The music of Arvo Pärt, one of the best known contemporary composers, is something I’ve always found attractive. From my first recording of Passio, which was, believe it or not, my beach music for a whole summer way back when, I’ve been an enthusiastic follower of his works. Like many contemporary composers of art music, particularly, it seems, Europeans, Pärt has produced a great deal of sacred music. The major works include Passio, Litany, the Kanon Pokajanen, and a haunting Stabat Mater. There are also a number of shorter works, quite often in the form of psalms set to music, as in the “Two Slavonic Psalms” premiered on this recording, which is itself a collection of some of his shorter sacred works.
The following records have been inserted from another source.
// Licensed under the Apache License, Version 2.0 (the "License");
// you may not use this file except in compliance with the License.
// You may obtain a copy of the License at
//
//     http://www.apache.org/licenses/LICENSE-2.0
//
// Unless required by applicable law or agreed to in writing, software
// distributed under the License is distributed on an "AS IS" BASIS,
// WITHOUT WARRANTIES OR CONDITIONS OF ANY KIND, either express or implied.
// See the License for the specific language governing permissions and
// limitations under the License.

//! Spec section 4.4: the two inbound message dispatch tables. This is the
//! biggest single component (spec section 2 gives it 30% of the budget),
//! so each table gets its own function and payload validation is kept
//! close to the match arm that needs it rather than centralized, mirroring
//! how the teacher's `protocol::ChunkExt::read_into` validates shape right
//! where it decodes.

use std::{io::Write, os::fd::AsRawFd};

use anyhow::{anyhow, bail, Context};
use byteorder::{LittleEndian, ReadBytesExt};
use shellmux_protocol::{decode_cstr, decode_exec_payload, MsgType, PROTOCOL_VERSION};

use crate::{
    context::{ClientContext, ClientState, ExitReason, ExitType},
    stdin_pump::StdinPump,
    transport::RecvFrame,
};

/// Dispatches one inbound frame. The Wait-state `Shell` reply execs
/// in place and never returns in production; it only returns here if the
/// `execv` call itself failed.
pub fn dispatch(ctx: &mut ClientContext, pump: &mut StdinPump, frame: RecvFrame) -> anyhow::Result<()> {
    match ctx.state {
        ClientState::Wait => dispatch_wait(ctx, pump, frame),
        ClientState::Attached => dispatch_attached(ctx, frame),
        ClientState::Exiting => Ok(()),
    }
}

fn dispatch_wait(ctx: &mut ClientContext, pump: &mut StdinPump, frame: RecvFrame) -> anyhow::Result<()> {
    match frame.kind {
        MsgType::Exit | MsgType::Shutdown => {
            if frame.payload.len() == 4 {
                ctx.exit_code = (&frame.payload[..]).read_i32::<LittleEndian>()?;
            } else if !frame.payload.is_empty() {
                bail!("{:?} payload must be empty or a 4 byte code", frame.kind);
            }
            ctx.transition_to_exiting(ExitReason::None);
            Ok(())
        }
        MsgType::Ready => {
            if !frame.payload.is_empty() {
                bail!("Ready payload must be empty");
            }
            pump.disable();
            ctx.transition_to_attached();
            crate::test_hooks::emit("attached");
            let size = crate::tty::size_from_fd(std::io::stdin().as_raw_fd())?;
            ctx.transport.send(MsgType::Resize, &size.encode()).context("sending Resize on Ready")?;
            Ok(())
        }
        MsgType::Stdin => {
            if !frame.payload.is_empty() {
                bail!("Stdin flow-control payload must be empty");
            }
            pump.enable();
            Ok(())
        }
        MsgType::Stdout => write_output(&mut std::io::stdout(), &frame.payload),
        MsgType::Stderr => write_output(&mut std::io::stderr(), &frame.payload),
        MsgType::Version => {
            if frame.payload.len() != 4 {
                bail!("Version payload must be a 4 byte version number");
            }
            let server_version = (&frame.payload[..]).read_u32::<LittleEndian>()?;
            eprintln!(
                "protocol version mismatch (client {}, server {})",
                PROTOCOL_VERSION, server_version
            );
            ctx.exit_code = 1;
            ctx.transition_to_exiting(ExitReason::None);
            Ok(())
        }
        MsgType::Shell => {
            let shell = decode_cstr(&frame.payload).context("decoding Shell payload")?.to_string();
            let command = ctx.shell_command.clone().unwrap_or_default();
            crate::terminator::exec_shell(&shell, &command, ctx.flags.login)
        }
        MsgType::Detach | MsgType::DetachKill => {
            ctx.transition_to_exiting(ExitReason::None);
            ctx.transport.send(MsgType::Exiting, &[]).context("sending Exiting")?;
            Ok(())
        }
        MsgType::Exited => {
            ctx.transition_to_exiting(ExitReason::None);
            Ok(())
        }
        other => Err(anyhow!("unexpected message {:?} while waiting", other)),
    }
}

fn dispatch_attached(ctx: &mut ClientContext, frame: RecvFrame) -> anyhow::Result<()> {
    match frame.kind {
        MsgType::Detach => {
            let name = decode_cstr(&frame.payload).context("decoding Detach payload")?;
            let name = if name.is_empty() { None } else { Some(name.to_string()) };
            ctx.exit_type = ExitType::Detach;
            ctx.transition_to_exiting(ExitReason::Detached(name));
            ctx.transport.send(MsgType::Exiting, &[]).context("sending Exiting")?;
            Ok(())
        }
        MsgType::DetachKill => {
            let name = decode_cstr(&frame.payload).context("decoding DetachKill payload")?;
            let name = if name.is_empty() { None } else { Some(name.to_string()) };
            ctx.exit_type = ExitType::DetachKill;
            ctx.transition_to_exiting(ExitReason::DetachedHup(name));
            ctx.transport.send(MsgType::Exiting, &[]).context("sending Exiting")?;
            Ok(())
        }
        MsgType::Exec => {
            let (command, shell) = decode_exec_payload(&frame.payload).context("decoding Exec payload")?;
            ctx.exec_command = Some(command.to_string());
            ctx.exec_shell = Some(shell.to_string());
            ctx.exit_type = ExitType::Exec;
            ctx.transition_to_exiting(ExitReason::None);
            ctx.transport.send(MsgType::Exiting, &[]).context("sending Exiting")?;
            Ok(())
        }
        MsgType::Exit => {
            // Open question from spec section 9: the source always records
            // `Exited` here regardless of whether a code was supplied,
            // unlike the Wait branch which does set `exit_code` from the
            // payload. We mirror that conservative behavior; see
            // DESIGN.md.
            if frame.payload.len() == 4 {
                let _ = (&frame.payload[..]).read_i32::<LittleEndian>()?;
            } else if !frame.payload.is_empty() {
                bail!("Exit payload must be empty or a 4 byte code");
            }
            ctx.transition_to_exiting(ExitReason::Exited);
            ctx.transport.send(MsgType::Exiting, &[]).context("sending Exiting")?;
            Ok(())
        }
        MsgType::Exited => {
            ctx.transition_to_exiting(ExitReason::Exited);
            Ok(())
        }
        MsgType::Shutdown => {
            ctx.exit_code = 1;
            ctx.transition_to_exiting(ExitReason::ServerExited);
            ctx.transport.send(MsgType::Exiting, &[]).context("sending Exiting")?;
            Ok(())
        }
        MsgType::Suspend => {
            if !frame.payload.is_empty() {
                bail!("Suspend payload must be empty");
            }
            crate::signals::suspend_self()
        }
        MsgType::Lock => {
            let command = decode_cstr(&frame.payload).context("decoding Lock payload")?;
            run_lock_command(command);
            ctx.transport.send(MsgType::Unlock, &[]).context("sending Unlock")?;
            Ok(())
        }
        MsgType::Stdout => write_output(&mut std::io::stdout(), &frame.payload),
        MsgType::Stderr => write_output(&mut std::io::stderr(), &frame.payload),
        other => Err(anyhow!("unexpected message {:?} while attached", other)),
    }
}

/// Runs `command` through the host's command interpreter, best effort:
/// errors are not fatal to the client, since `Lock`/`Unlock` is a
/// best-effort courtesy to the server, not load-bearing protocol state.
fn run_lock_command(command: &str) {
    let status = std::process::Command::new("/bin/sh").arg("-c").arg(command).status();
    if let Err(e) = status {
        tracing::warn!("error running lock command {:?}: {}", command, e);
    }
}

/// Writes the full buffer, retrying on interrupt/would-block and silently
/// giving up on any other error, per spec section 7: the terminal is
/// already gone by the time such an error would occur.
fn write_output<W: Write>(w: &mut W, buf: &[u8]) -> anyhow::Result<()> {
    let mut written = 0;
    while written < buf.len() {
        match w.write(&buf[written..]) {
            Ok(0) => break,
            Ok(n) => written += n,
            Err(e)
                if e.kind() == std::io::ErrorKind::Interrupted
                    || e.kind() == std::io::ErrorKind::WouldBlock =>
            {
                continue
            }
            Err(_) => break,
        }
    }
    Ok(())
}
Pärt has, since the late 1970s, worked largely in triads, essentially the same as Debussy’s “tone blocks,” which gives his music a strong likeness to early Church music. Indeed, he has deliberately used the modes and structures of medieval sacred music, although his vocabulary remains contemporary. (And it’s worth wondering if “contemporary” in this sense really denotes anything new.) This is the third of a series of surveys of Pärt’s shorter choral works by Paul Hillier, and if anything illustrates the composer’s strong roots in early music, it is Hillier’s interest and sympathy to Pärt’s works. Hillier, after all, made his reputation as an interpreter of medieval music.
Another aspect of Pärt’s work that needs attention: the composer has stated quite plainly that the language of the text in essence shapes the music he composes to accompany it, and in this case “accompany” is a weak term: read rather “illustrate,” “expand upon,” “illuminate.” Hillier, in his comments, discusses Pärt’s “rhetorical position” as it relates to the way he uses a text. Pärt composes for deeper meanings, as often working against the surface of the text as with it, and while he does this, he allows the sounds and structures of the language itself to shape the patterns in his compositions. Thus, the Passio, with a Latin text, has quite a different character than the Kanon Pokajanen, which uses an ancient text in Church Slavonic, and both differ from Litany, with a text in English. One thing that remains constant, however, is the unearthly quality of the music, a characteristic it shares with medieval plainsong and early polyphony. Since the majority of Pärt’s sacred works are a capella, the similarity to early music is even closer, particularly the music of fourteenth-century England.
There is also an immense potential for drama in the music, amply illustrated by these works, which display a range of Pärt’s concerns from the late 1970s to 2004. (A note about dates: Arvo Pärt has a tendency to play with “finished” compositions, rearranging, rethinking, and sometimes rescoring them, so that something like “An den Wassern zu Babel” is dated 1976/1984/1991. That’s a typical thing for him to do.) While Pärt’s music is often understated, he is also capable of bringing out a “wall of sound” to provide an almost overwhelming instensity to the experience.
Hillier’s sense of the meaning of this music is remarkable. He has a facility for finding not only the understated subtleties but also the broad strokes and balancing them effortlessly. The Estonian Philharmonic Chamber Choir has long experience with Pärt’s music, and Hillier manages to bring out a sound at once rarified and substantial.
The one fault with this recording, and sometimes with Pärt’s music as a whole, is that there is insufficient variation from work to work to give a sense of separate identities. Da Pacem can easily be taken as one work in multiple movements, unless one is prepared to listen extremely closely for the subtle variations in mood that do happen. This is, however, an excellent introduction to the music of an important contemporary composer, performed with sensitivity and sympathy by one of the foremost interpreters of Pärt’s music.